I am so lonely here in Reno, Nevada.. all by myself the only nissan man in town it seems.. I wish there were some guys in northern california, who would like me to join there crew.. oh well, if anyone has pity for me just let me know.. or i could start my own thing.. NVNissans = Nevada Nissans or = Envy Nissans


----------



## Hal Just Hal (Oct 21, 2002)

Maybe you should just kill youself


----------



## Guest (Mar 27, 2003)

N8inNV said:


> *I am so lonely here in Reno, Nevada.. all by myself the only nissan man in town it seems.. I wish there were some guys in northern california, who would like me to join there crew.. oh well, if anyone has pity for me just let me know.. or i could start my own thing.. NVNissans = Nevada Nissans or = Envy Nissans  *


Yo, don't kill yourself. There's is a whole gang of us in Nor Cal. Last night 10 Nissans running at Sac Raceway 2 Turbo SE-R classics, 4 Non-Turbo SE-R classics, 2 SE-R Spec-V's, 300ZX TT and 240SX Silvia conversion with SR20DET motor. Most I ever seen!!!! Some of us are in Sacto, Stockton, and Bay Area.

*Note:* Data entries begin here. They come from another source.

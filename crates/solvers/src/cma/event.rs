/// Emitted once per generation, after the population has been ranked and the
/// distribution updated.
#[derive(Debug, Clone, Copy, PartialEq)]
pub struct Event<'a> {
    /// Completed generations.
    pub iteration: usize,

    /// Objective evaluations so far.
    pub evaluations: usize,

    /// Global step size after the update.
    pub sigma: f64,

    /// Distribution mean after the update.
    pub mean: &'a [f64],

    /// Best feasible point evaluated so far.
    pub xbest: &'a [f64],

    /// Objective value at `xbest`.
    pub fbest: f64,
}
//! The contract every optimizer adapter implements.
//!
//! An adapter is built from a [`Problem`] in two steps. First the shared
//! [`OptimizerBase`] merges the adapter's defaults with the caller's options
//! and the named limits. Then [`BuildOptimizer::setup`] lets the adapter
//! adjust that state before any evaluation happens. [`Optimizer::optimize`]
//! runs the backend once and returns an [`OptimizeResult`].
//!
//! Backend failures are not caught here. They surface from `optimize` as
//! [`Error::Backend`] with the original error as the source.

use std::any::Any;

use crate::{Action, Callback, Error, Iteration, Objective, Observer, OptimizeResult, Options};

/// Iteration limit used when the caller does not set one.
pub const DEFAULT_MAXITER: usize = 1000;

/// Evaluation limit used when the caller does not set one.
pub const DEFAULT_MAXFUN: usize = 10_000;

/// A `(lower, upper)` pair per parameter.
pub type Bounds = Vec<(f64, f64)>;

/// Everything needed to construct an optimizer.
pub struct Problem {
    objective: Objective,
    x0: Vec<f64>,
    bounds: Option<Bounds>,
    callback: Option<Callback>,
    maxiter: usize,
    maxfun: usize,
    options: Options,
}

impl Problem {
    /// Starts a problem with default limits, no bounds, and no callback.
    #[must_use]
    pub fn new(objective: Objective, x0: Vec<f64>) -> Self {
        Self {
            objective,
            x0,
            bounds: None,
            callback: None,
            maxiter: DEFAULT_MAXITER,
            maxfun: DEFAULT_MAXFUN,
            options: Options::new(),
        }
    }

    #[must_use]
    pub fn bounds(mut self, bounds: Bounds) -> Self {
        self.bounds = Some(bounds);
        self
    }

    /// Sets the callback invoked once per iteration.
    #[must_use]
    pub fn callback<C>(mut self, callback: C) -> Self
    where
        C: for<'a> Observer<Iteration<'a>, Action> + Send + 'static,
    {
        self.callback = Some(Box::new(callback));
        self
    }

    #[must_use]
    pub fn maxiter(mut self, maxiter: usize) -> Self {
        self.maxiter = maxiter;
        self
    }

    #[must_use]
    pub fn maxfun(mut self, maxfun: usize) -> Self {
        self.maxfun = maxfun;
        self
    }

    /// Sets one option.
    #[must_use]
    pub fn option(self, key: impl Into<String>, value: impl Into<crate::Value>) -> Self {
        self.options(Options::new().with(key, value))
    }

    /// Merges `options` into the problem's options.
    ///
    /// `maxiter` and `maxfun` entries set the named limits instead of being
    /// stored, so they cannot disagree with [`Problem::maxiter`] and
    /// [`Problem::maxfun`].
    #[must_use]
    pub fn options(mut self, mut options: Options) -> Self {
        if let Some(maxiter) = options.maxiter() {
            self.maxiter = maxiter;
            options.pop(crate::options::MAXITER);
        }
        if let Some(maxfun) = options.maxfun() {
            self.maxfun = maxfun;
            options.pop(crate::options::MAXFUN);
        }
        self.options.update(options);
        self
    }
}

/// State shared by every optimizer: objective, start point, bounds, merged
/// options, and the user callback.
pub struct OptimizerBase {
    objective: Objective,
    x0: Vec<f64>,
    bounds: Option<Bounds>,
    callback: Option<Callback>,
    options: Options,
}

impl OptimizerBase {
    /// Merges options in order: `defaults`, then the problem's options, then
    /// the problem's `maxiter` and `maxfun`.
    #[must_use]
    pub fn new(problem: Problem, defaults: Options) -> Self {
        let mut options = defaults;
        options.update(problem.options);
        options.set_maxiter(problem.maxiter).set_maxfun(problem.maxfun);

        Self {
            objective: problem.objective,
            x0: problem.x0,
            bounds: problem.bounds,
            callback: problem.callback,
            options,
        }
    }

    #[must_use]
    pub fn objective(&self) -> &Objective {
        &self.objective
    }

    #[must_use]
    pub fn x0(&self) -> &[f64] {
        &self.x0
    }

    #[must_use]
    pub fn bounds(&self) -> Option<&[(f64, f64)]> {
        self.bounds.as_deref()
    }

    #[must_use]
    pub fn options(&self) -> &Options {
        &self.options
    }

    /// Mutable options, for use by [`BuildOptimizer::setup`].
    pub fn options_mut(&mut self) -> &mut Options {
        &mut self.options
    }

    #[must_use]
    pub fn has_callback(&self) -> bool {
        self.callback.is_some()
    }

    /// Passes one iteration to the user callback, if there is one.
    pub fn notify(&mut self, iteration: &Iteration<'_>) -> Option<Action> {
        self.callback.as_deref_mut()?.observe(iteration)
    }

    /// Removes the user callback, for backends that must own their observer
    /// for the duration of a run.
    pub fn take_callback(&mut self) -> Option<Callback> {
        self.callback.take()
    }

    /// Puts back a callback removed by [`OptimizerBase::take_callback`].
    pub fn restore_callback(&mut self, callback: Option<Callback>) {
        self.callback = callback;
    }
}

/// A constructed optimizer, ready to run.
pub trait Optimizer: Any + Send {
    fn base(&self) -> &OptimizerBase;

    fn base_mut(&mut self) -> &mut OptimizerBase;

    /// Runs the backend to completion.
    ///
    /// Implementations must not change `x0` or the bounds, and must fill at
    /// least `x`, `fun`, `nfev`, and `nit`.
    ///
    /// # Errors
    ///
    /// Returns [`Error::Backend`] wrapping the backend's own error, or
    /// [`Error::InvalidOption`] if an option has the wrong shape.
    fn optimize(&mut self) -> Result<OptimizeResult, Error>;

    /// Called once per backend iteration; forwards to the user callback.
    fn callback(&mut self, iteration: &Iteration<'_>) -> Option<Action> {
        self.base_mut().notify(iteration)
    }

    fn options(&self) -> &Options {
        self.base().options()
    }

    fn as_any(&self) -> &dyn Any;

    /// The concrete type's name, for diagnostics.
    fn type_name(&self) -> &'static str {
        std::any::type_name::<Self>()
    }
}

/// Construction for optimizer types.
pub trait BuildOptimizer: Optimizer + Sized {
    /// Options merged underneath the caller's options.
    #[must_use]
    fn defaults() -> Options {
        Options::new()
    }

    /// Finishes construction from the merged base state.
    ///
    /// # Errors
    ///
    /// Returns an error if the merged options cannot configure this optimizer.
    fn setup(base: OptimizerBase) -> Result<Self, Error>;

    /// Builds the optimizer for `problem`.
    ///
    /// # Errors
    ///
    /// Returns any error raised by [`BuildOptimizer::setup`].
    fn build(problem: Problem) -> Result<Self, Error> {
        Self::setup(OptimizerBase::new(problem, Self::defaults()))
    }

    /// Builds the optimizer and runs it once.
    ///
    /// # Errors
    ///
    /// Returns any construction or backend error.
    fn fmin(problem: Problem) -> Result<OptimizeResult, Error> {
        Self::build(problem)?.optimize()
    }
}

#[cfg(test)]
mod tests {
    use std::convert::Infallible;

    use super::*;
    use crate::Value;

    fn problem() -> Problem {
        let objective = Objective::new(|x: &[f64]| Ok::<_, Infallible>(x.iter().sum()));
        Problem::new(objective, vec![1.0, 2.0])
    }

    #[test]
    fn merges_defaults_then_options_then_limits() {
        let defaults = Options::new()
            .with("verb_disp", 100)
            .with("n_jobs", 1)
            .with("maxiter", 5);
        let problem = problem()
            .options(Options::new().with("n_jobs", 4).with("maxfun", 50))
            .maxiter(20);

        let base = OptimizerBase::new(problem, defaults);

        assert_eq!(base.options().get("verb_disp"), Some(&Value::Int(100)));
        assert_eq!(base.options().get("n_jobs"), Some(&Value::Int(4)));
        assert_eq!(base.options().maxiter(), Some(20));
        assert_eq!(base.options().maxfun(), Some(50));
    }

    #[test]
    fn default_limits_are_always_present() {
        let base = OptimizerBase::new(problem(), Options::new());
        assert_eq!(base.options().maxiter(), Some(DEFAULT_MAXITER));
        assert_eq!(base.options().maxfun(), Some(DEFAULT_MAXFUN));
        assert!(base.bounds().is_none());
        assert!(!base.has_callback());
    }

    #[test]
    fn notify_reaches_the_callback() {
        let problem = problem().callback(|it: &Iteration<'_>| {
            (it.iteration >= 3).then_some(Action::StopEarly)
        });
        let mut base = OptimizerBase::new(problem, Options::new());

        let at = |iteration| Iteration {
            iteration,
            evaluations: iteration * 4,
            x: &[0.0],
            fun: 1.0,
        };
        assert_eq!(base.notify(&at(1)), None);
        assert_eq!(base.notify(&at(3)), Some(Action::StopEarly));

        let callback = base.take_callback();
        assert_eq!(base.notify(&at(3)), None);
        base.restore_callback(callback);
        assert_eq!(base.notify(&at(3)), Some(Action::StopEarly));
    }
}
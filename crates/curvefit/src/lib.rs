//! Fit the parameters of symbolic equations to data.
//!
//! [`CurveFit`] parses an equation, treats every symbol that is not a data
//! column as a parameter, and minimizes the root-mean-square residual against
//! a target with an optimizer chosen by name from the [`registry`].
//!
//! # Optimizers
//!
//! | Identifier           | Adapter                 |
//! |----------------------|-------------------------|
//! | `"PYCMA-CMAES"`      | [`CmaEsOptimizer`]      |
//! | `"Scipy-LBFGSB"`     | [`LbfgsbOptimizer`]     |
//! | `"Scipy-NelderMead"` | [`NelderMeadOptimizer`] |
//! | `"Scipy-Powell"`     | [`PowellOptimizer`]     |
//! | `"Scipy-TNC"`        | [`TncOptimizer`]        |
//!
//! Additional optimizers implement [`BuildOptimizer`](curvefit_core::BuildOptimizer)
//! and are added with [`registry::register_type`].

mod equation;
mod error;
mod fit;
pub mod fitness;
pub mod optimizers;
pub mod registry;

pub use equation::{Data, Equation};
pub use error::{Error, ParameterSpec};
pub use fit::CurveFit;
pub use optimizers::{
    CmaEsOptimizer, CmaOptions, LbfgsbOptimizer, LocalMethod, LocalOptions, LocalSearchOptimizer,
    NelderMeadOptimizer, PowellOptimizer, TncOptimizer,
};

pub use curvefit_core as core;
pub use curvefit_solvers as solvers;
impl CmaEvolutionStrategy {
    /// Creates a strategy at `x0` with global step size `sigma0`.
    ///
    /// # Errors
    ///
    /// Returns an error if `options` holds keys the strategy does not accept,
    /// or if the start point, step size, spreads, or bounds are invalid.
    pub fn new(x0: &[f64], sigma0: f64, options: &Options) -> Result<Self, Error> {
        Self::with_config(x0, sigma0, Config::from_options(options)?)
    }

    /// Creates a strategy from an already validated config.
    ///
    /// # Errors
    ///
    /// Returns an error if the start point, step size, spreads, or bounds
    /// do not fit the problem dimension.
    pub fn with_config(x0: &[f64], sigma0: f64, config: Config) -> Result<Self, Error> {
        if x0.is_empty() {
            return Err(Error::EmptyStart);
        }
        if !sigma0.is_finite() || sigma0 <= 0.0 {
            return Err(Error::StepSize);
        }

        let dim = x0.len();
        let stds = match config.stds() {
            Some(stds) => broadcast("CMA_stds", stds, dim)?,
            None => vec![1.0; dim],
        };
        if stds.iter().any(|s| !s.is_finite() || *s <= 0.0) {
            return Err(ConfigError::InvalidValue {
                key: "CMA_stds".into(),
                expected: "finite and positive",
            }
            .into());
        }
        let bounds = match config.bounds() {
            Some((lower, upper)) => Some((
                broadcast("lower bounds", lower, dim)?,
                broadcast("upper bounds", upper, dim)?,
            )),
            None => None,
        };

        #[allow(clippy::cast_precision_loss)]
        let n = dim as f64;
        #[allow(clippy::cast_possible_truncation, clippy::cast_sign_loss)]
        let lambda = config
            .popsize()
            .unwrap_or_else(|| 4 + (3.0 * n.ln()).floor() as usize);
        #[allow(clippy::cast_precision_loss)]
        let lambda_f = lambda as f64;
        #[allow(clippy::cast_possible_truncation, clippy::cast_sign_loss)]
        let maxiter = config
            .maxiter()
            .unwrap_or_else(|| (100.0 + 150.0 * (n + 3.0).powi(2) / lambda_f.sqrt()) as usize);
        #[allow(clippy::cast_possible_truncation, clippy::cast_sign_loss)]
        let tolstagnation = config
            .tolstagnation()
            .unwrap_or_else(|| (100.0 + 100.0 * n.powf(1.5) / lambda_f) as usize);
        #[allow(clippy::cast_possible_truncation, clippy::cast_sign_loss)]
        let history_len = 10 + (30.0 * n / lambda_f).ceil() as usize;

        let rng = match config.seed() {
            Some(seed) => StdRng::seed_from_u64(seed),
            None => StdRng::from_entropy(),
        };

        let start = repair(x0, bounds.as_ref());
        Ok(Self {
            state: State::new(x0, sigma0, &stds, lambda),
            config,
            bounds,
            rng,
            pending: Vec::new(),
            evaluations: 0,
            iterations: 0,
            best: Best {
                x: start,
                f: f64::INFINITY,
                evaluation: 0,
            },
            maxiter,
            tolstagnation,
            history_len,
            history: VecDeque::with_capacity(history_len),
            stagnation: VecDeque::with_capacity(tolstagnation),
            current_range: f64::INFINITY,
            flat_generations: 0,
            started: Instant::now(),
            stop: BTreeMap::new(),
            status: Status::Terminated,
        })
    }

    /// Population size, λ.
    #[must_use]
    pub fn popsize(&self) -> usize {
        self.state.lambda()
    }

    #[must_use]
    pub fn evaluations(&self) -> usize {
        self.evaluations
    }

    #[must_use]
    pub fn iterations(&self) -> usize {
        self.iterations
    }

    #[must_use]
    pub fn sigma(&self) -> f64 {
        self.state.sigma
    }

    /// Samples a new population and returns the points to evaluate.
    ///
    /// Returned points always lie inside the bounds. Calling `ask` again
    /// before [`tell`](Self::tell) discards the previous population.
    pub fn ask(&mut self) -> Vec<Vec<f64>> {
        self.pending = self
            .state
            .sample(&mut self.rng)
            .into_iter()
            .map(|raw| {
                let feasible = repair(raw.as_slice(), self.bounds.as_ref());
                (raw, feasible)
            })
            .collect();
        self.pending.iter().map(|(_, x)| x.clone()).collect()
    }

    /// Ranks the last population by `values` and updates the distribution.
    ///
    /// `values[k]` is the objective at the `k`-th point returned by
    /// [`ask`](Self::ask). Samples that fell outside the bounds are ranked
    /// with an added squared-distance penalty.
    ///
    /// # Errors
    ///
    /// Returns [`Error::Dimension`] if `values` does not match the population.
    pub fn tell(&mut self, values: &[f64]) -> Result<(), Error> {
        if values.len() != self.pending.len() || values.is_empty() {
            return Err(Error::Dimension {
                what: "objective values",
                got: values.len(),
                expected: self.pending.len(),
            });
        }
        let population = std::mem::take(&mut self.pending);

        let ranking: Vec<f64> = population
            .iter()
            .zip(values)
            .map(|((raw, feasible), &f)| {
                let f = if f.is_nan() { f64::INFINITY } else { f };
                let penalty: f64 = raw
                    .iter()
                    .zip(feasible)
                    .map(|(r, x)| (r - x).powi(2))
                    .sum();
                f + penalty
            })
            .collect();

        for (k, ((_, feasible), &f)) in population.iter().zip(values).enumerate() {
            if f < self.best.f {
                self.best = Best {
                    x: feasible.clone(),
                    f,
                    evaluation: self.evaluations + k + 1,
                };
            }
        }
        self.evaluations += values.len();
        self.iterations += 1;

        let mut order: Vec<usize> = (0..ranking.len()).collect();
        order.sort_by(|&a, &b| ranking[a].total_cmp(&ranking[b]));

        let first = ranking[order[0]];
        let last = ranking[order[order.len() - 1]];
        self.current_range = last - first;

        if first == ranking[order[order.len() / 2]] {
            self.flat_generations += 1;
            let factor = (0.2 + self.state.c_sigma() / self.state.d_sigma()).exp();
            log::warn!(
                "flat fitness in generation {}, increasing step size by {factor:.3}",
                self.iterations
            );
            self.state.inflate_sigma(factor);
        } else {
            self.flat_generations = 0;
        }

        push_capped(&mut self.history, first, self.history_len);
        let generation_best = order
            .iter()
            .map(|&k| values[k])
            .find(|f| !f.is_nan())
            .unwrap_or(f64::INFINITY);
        push_capped(&mut self.stagnation, generation_best, self.tolstagnation);

        let raw: Vec<DVector<f64>> = population.into_iter().map(|(raw, _)| raw).collect();
        self.state.update(&raw, &order);
        Ok(())
    }

    /// Evaluates the termination criteria for the current state.
    ///
    /// Returns each criterion that holds, mapped to its threshold. The map is
    /// empty while the run should continue.
    #[must_use]
    pub fn check_termination(&self) -> BTreeMap<String, f64> {
        let mut stop = BTreeMap::new();
        let config = &self.config;
        let sigma = self.state.sigma;
        let (max_axis, min_axis) = self.state.axis_range();

        if self.best.f <= config.ftarget() {
            stop.insert("ftarget".to_owned(), config.ftarget());
        }
        if self.evaluations >= config.maxfevals() {
            stop.insert("maxfevals".to_owned(), as_threshold(config.maxfevals()));
        }
        if self.iterations >= self.maxiter {
            stop.insert("maxiter".to_owned(), as_threshold(self.maxiter));
        }
        if let Some(timeout) = config.timeout() {
            if self.started.elapsed() >= timeout {
                stop.insert("timeout".to_owned(), timeout.as_secs_f64());
            }
        }

        let history_range = range(self.history.iter().copied());
        if self.iterations > 1
            && self.current_range < config.tolfun()
            && history_range < config.tolfun()
        {
            stop.insert("tolfun".to_owned(), config.tolfun());
        }
        if self.history.len() == self.history_len && history_range < config.tolfunhist() {
            stop.insert("tolfunhist".to_owned(), config.tolfunhist());
        }

        let max_std = self.state.stds().into_iter().fold(0.0, f64::max);
        let max_path = self.state.p_c.amax();
        if self.iterations > 0 && max_std < config.tolx() && sigma * max_path < config.tolx() {
            stop.insert("tolx".to_owned(), config.tolx());
        }
        if sigma / self.state.sigma0 > config.tolupsigma() * max_axis {
            stop.insert("tolupsigma".to_owned(), config.tolupsigma());
        }
        if self.state.degenerate || (max_axis / min_axis).powi(2) > config.tolconditioncov() {
            stop.insert("tolconditioncov".to_owned(), config.tolconditioncov());
        }
        if self.tolstagnation > 0 && self.stagnation.len() == self.tolstagnation {
            let window: Vec<f64> = self.stagnation.iter().copied().collect();
            let tail = (window.len() / 5).max(1);
            if median(&window[window.len() - tail..]) >= median(&window[..tail]) {
                stop.insert("tolstagnation".to_owned(), as_threshold(self.tolstagnation));
            }
        }
        if config.tolflatfitness() > 0 && self.flat_generations >= config.tolflatfitness() {
            stop.insert("tolflatfitness".to_owned(), as_threshold(config.tolflatfitness()));
        }

        stop
    }

    /// Runs generations until a criterion fires or a run limit is reached.
    ///
    /// The observer sees one [`Event`] per generation and can stop the run
    /// with [`Action::StopEarly`].
    ///
    /// # Errors
    ///
    /// Returns [`Error::Objective`] with the objective's own error if any
    /// evaluation fails, or [`Error::ThreadPool`] if worker threads cannot be
    /// started.
    pub fn optimize<F, E, Obs>(
        &mut self,
        objective: F,
        limits: &RunLimits,
        mut observer: Obs,
    ) -> Result<&mut Self, Error>
    where
        F: Fn(&[f64]) -> Result<f64, E> + Sync,
        E: Into<BoxError> + Send,
        Obs: for<'a> Observer<Event<'a>, Action>,
    {
        let pool = if limits.n_jobs > 1 {
            Some(ThreadPoolBuilder::new().num_threads(limits.n_jobs).build()?)
        } else {
            None
        };
        let verb_disp = if self.config.verbose() < 0 {
            0
        } else {
            limits.verb_disp.unwrap_or(self.config.verb_disp())
        };
        let iterations = limits.iterations.unwrap_or(usize::MAX);
        let maxfun = limits.maxfun.unwrap_or(usize::MAX);
        let first = self.iterations;
        self.stop.clear();

        loop {
            let ran = self.iterations - first;
            if ran >= iterations {
                self.finish(Status::IterationLimit, "maxiter", as_threshold(iterations));
                break;
            }
            if self.evaluations >= maxfun {
                self.finish(Status::EvaluationLimit, "maxfevals", as_threshold(maxfun));
                break;
            }

            let candidates = self.ask();
            let values = evaluate(&objective, &candidates, pool.as_ref())?;
            self.tell(&values)?;

            if verb_disp > 0 && (self.iterations == 1 || self.iterations % verb_disp == 0) {
                self.disp();
            }

            let event = Event {
                iteration: self.iterations,
                evaluations: self.evaluations,
                sigma: self.state.sigma,
                mean: self.state.mean.as_slice(),
                xbest: &self.best.x,
                fbest: self.best.f,
            };
            if let Some(Action::StopEarly) = observer.observe(&event) {
                self.finish(Status::StoppedByObserver, "callback", 1.0);
                break;
            }

            let stop = self.check_termination();
            if !stop.is_empty() && ran + 1 >= limits.min_iterations {
                self.stop = stop;
                self.status = Status::Terminated;
                break;
            }
        }

        if verb_disp > 0 {
            self.disp();
        }
        Ok(self)
    }

    /// The best point found and the final distribution.
    #[must_use]
    pub fn result(&self) -> Solution {
        Solution {
            status: self.status,
            xbest: self.best.x.clone(),
            fbest: self.best.f,
            evals_best: self.best.evaluation,
            evaluations: self.evaluations,
            iterations: self.iterations,
            stds: self.state.stds(),
            sigma: self.state.sigma,
            mean: self.state.mean.as_slice().to_vec(),
            stop: self.stop.clone(),
        }
    }

    /// Logs one progress line.
    pub fn disp(&self) {
        let (max_axis, min_axis) = self.state.axis_range();
        log::info!(
            "cma-es iter {:>5} evals {:>7} fbest {:>14.7e} sigma {:>9.2e} axis ratio {:>9.2e}",
            self.iterations,
            self.evaluations,
            self.best.f,
            self.state.sigma,
            max_axis / min_axis,
        );
    }

    fn finish(&mut self, status: Status, key: &str, threshold: f64) {
        self.status = status;
        self.stop.insert(key.to_owned(), threshold);
    }
}
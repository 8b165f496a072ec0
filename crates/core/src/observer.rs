/// Receives optimizer progress and decides whether the run should continue.
///
/// Observers are how callers watch or steer a backend without changing its
/// API: logging progress, recording a trace, or stopping once a result is good
/// enough.
///
/// The `observe` method returns `Option<A>`. `Some(action)` requests a
/// backend-specific action and `None` lets the run continue unchanged.
///
/// Closures implement `Observer` automatically, and `()` is a no-op observer.
pub trait Observer<E, A> {
    /// Observes one event and optionally returns a control action.
    fn observe(&mut self, event: &E) -> Option<A>;
}

impl<E, A, F> Observer<E, A> for F
where
    F: FnMut(&E) -> Option<A>,
{
    fn observe(&mut self, event: &E) -> Option<A> {
        self(event)
    }
}

impl<E, A> Observer<E, A> for () {
    fn observe(&mut self, _event: &E) -> Option<A> {
        None
    }
}

/// Progress report passed to a user callback once per optimizer iteration.
///
/// `x` and `fun` describe the best point found so far. What counts as one
/// iteration is up to the backend: a generation for an evolution strategy,
/// an outer step for a local search.
#[derive(Debug, Clone, Copy, PartialEq)]
pub struct Iteration<'a> {
    /// Completed iterations, starting at 1.
    pub iteration: usize,

    /// Objective evaluations so far.
    pub evaluations: usize,

    /// Best parameter vector so far.
    pub x: &'a [f64],

    /// Objective value at `x`.
    pub fun: f64,
}

/// Actions a user callback can request.
#[derive(Debug, Clone, Copy, PartialEq, Eq)]
pub enum Action {
    /// Abort the run and report the best point found so far.
    StopEarly,
}

/// A boxed user callback, as stored by an optimizer.
pub type Callback = Box<dyn for<'a> Observer<Iteration<'a>, Action> + Send>;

Later in April, there will be a meet in the Bay Area for all Nissans. As soon as the date is confirmed, I will let you know. Also if you want to race, (legally) every Wedensday night, Sac Raceway has the legal drags from 5pm-till closing. It's fun, a number of SE-R's were racing some won, the others got elimeated. Later in April, I will have my car ready to roll and I will post it when I will be going. So drop me a line if you have any questions. out.


----------



## N8inNV (Nov 16, 2002)

Excellent man.. that sounds awesome.. I see all these honda dudes running around, and i bout crap my pants all the time, cause they are driving there girls car.. haha..j/k.. much love, anyway, thanks for the info.. my car isnt fast enough yet.. but slowely and surely it will by summer, i should drive out there and check out the nissan scene.. only bout 2 1/2 hours away.. anyway man, thanks again.. i will keep in touch,


----------



## shmuck90 (Oct 28, 2002)

come over, im sure its far though


----------



## 707nismo (Mar 14, 2003)

haha jus move to the bay


----------



## PoisonIV (May 20, 2002)

whoa wait Q. how come no one told me about this?? I'm in Sac too! I'm so sick of cruise'n with mustangs. I love em but come on. I need my people!


----------



## 707nismo (Mar 14, 2003)

speakin of reno, i took a trip there today. got myself a pacesetter header at the summit retail store 169 bucks. cant wait till i install it.they need to have a summit store in sac or the bay area dammit driving 3 hours from fairfield is not coo


----------



## PoisonIV (May 20, 2002)

what's a summit store? I've never heard of it.
I'll be in reno the 24th-27th. Where is it? I'd love to check it out.


----------



## 707nismo (Mar 14, 2003)

its the the summitracing catalog wharehouse. it also has a a store where u can buy almost anything in there catalog. i say almost anything because they didnt have the PS armour(sp?) coat headers. www.summitracing.com theres the website jus go down and click retail locations and the directions are on there. it was like being a kid in a candy store haha sweeeeeeet  have fun!


----------



## PoisonIV (May 20, 2002)

hmm.. i'm looking online but i decided to order a catalog. I'm one who likes to browse and it's not easy online 
thanks very much for the info!


----------



## dsigns (May 23, 2003)

Im in stockton, mostly fixed up hondas running around these parts, but I plan on changing that...


----------



## Guest (Jun 7, 2003)

*yo dsigns.....*

A few of us (Nissans) are meeting in Sacto tomorrow afternoon @4pm at the In & Out burger parking lot in Natomas Park. Just hanging out, tech talk, maybe discuss about another meet.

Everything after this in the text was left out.